常に冷徹な眼光と無感情な声の魔王を脳裏に思い浮かべる。あの魔王が見せた笑み。あの笑みを見た日から変わった彼女。
そもそも、彼女は彼にとって何者なのだろうか。
今まで気にかけてこなかった疑問が甘利の中に次々と現れていく。しかし答えはきっと出ない。あの魔王である結城中佐はそんなことを悟られるような人ではない。

「甘利さん?」

気づけば、千歳が不思議そうに甘利の顔を覗き込んでいた。考え込みすぎたと甘利は自省する。

「ごめん、ちょっとぼーっとしてた」
「珍しいですね、こんなところで」
「俺にだって色々あるんだよ」

そう言って甘利は彼女が手に取っていた簪をひょいと抜き取った。唐突なことに千歳は目を瞬かせる。

「あの」
「買ってくるね」
「え、いいです!必要じゃないですし」
「いいのいいの」
「甘利さんっ」

慌てふためき取り返そうと手を伸ばす千歳に、甘利はニヒルな笑みを浮かべその頭を優しく撫でた。

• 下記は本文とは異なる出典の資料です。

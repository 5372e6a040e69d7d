// rest/mod.rs — Task REST API server.
//
// Axum HTTP server, CORS fully open (the UI may be served from anywhere).
//
// Endpoints:
//   GET    /api/tasks
//   POST   /api/tasks
//   PUT    /api/tasks/{id}
//   DELETE /api/tasks/{id}
//   GET    /api/health

pub mod routes;

use anyhow::Result;
use axum::{
    routing::get,
    Router,
};
use std::net::SocketAddr;
use std::sync::Arc;
use tower_http::cors::{Any, CorsLayer};
use tracing::info;

use crate::AppContext;

pub async fn start_rest_server(ctx: Arc<AppContext>) -> Result<()> {
    let bind = format!("{}:{}", ctx.config.bind_address, ctx.config.port);
    let addr: SocketAddr = bind.parse()?;

    let router = build_router(ctx);

    info!("task API listening on http://{}", addr);
    let listener = tokio::net::TcpListener::bind(addr).await?;
    axum::serve(listener, router).await?;
    Ok(())
}

pub fn build_router(ctx: Arc<AppContext>) -> Router {
    let cors = CorsLayer::new()
        .allow_origin(Any)
        .allow_methods(Any)
        .allow_headers(Any);

    Router::new()
        // Health (uptime + version)
        .route("/api/health", get(routes::health::health))
        // Tasks
        .route(
            "/api/tasks",
            get(routes::tasks::list_tasks).post(routes::tasks::create_task),
        )
        .route(
            "/api/tasks/{id}",
            axum::routing::put(routes::tasks::toggle_task).delete(routes::tasks::delete_task),
        )
        .layer(cors)
        .with_state(ctx)
}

「頑張り屋さんの千歳ちゃんに、ささやかなプレゼントだよ」

そう言って甘利は足早に会計場へと向かった。残された千歳は困った顔を浮かべていたが諦めたのか、再び装飾品を眺め始めた。
甘利が会計を手早く済ませてそんな彼女の元へ向かえば、すみませんありがとうございます、と開口一番にそう言われる。気にするなと頭を再度撫でると、行こうかと促し外に出た。

2人並んで街中を歩く。はたから見れば男女のそれだろう。甘利は先ほど買った簪を手に取り、千歳に後ろを向くよう指示をした。

「付けてあげる」

貰った手前仕方ないと千歳は素直に整えられた頭を差し出す。そこに甘利が簪をさせば鮮やかな紅色が艶のある髪によく映えた。

「うん、可愛いね」

満足気にそういう甘利に千歳は苦笑した。

「甘利さん誰に対しても言ってそうですね」

いつか刺されますよ?なんて冗談を千歳が言うものだから思わず笑みが漏れる。
彼女はこんな冗談もいう子なのだ、と。
こう見ていれば普通の女性だ。けれど、彼女はこちら側の。

「甘利さん」

甘利が思考していると、千歳が彼を呼んだ。なんだい、と甘利はほがらかな笑みを返した。


「ありがとうございます」


いや、違うな。

その笑顔を見て甘利は首を振った。どういたしまして、とハットをかぶり直して彼女の横を歩く。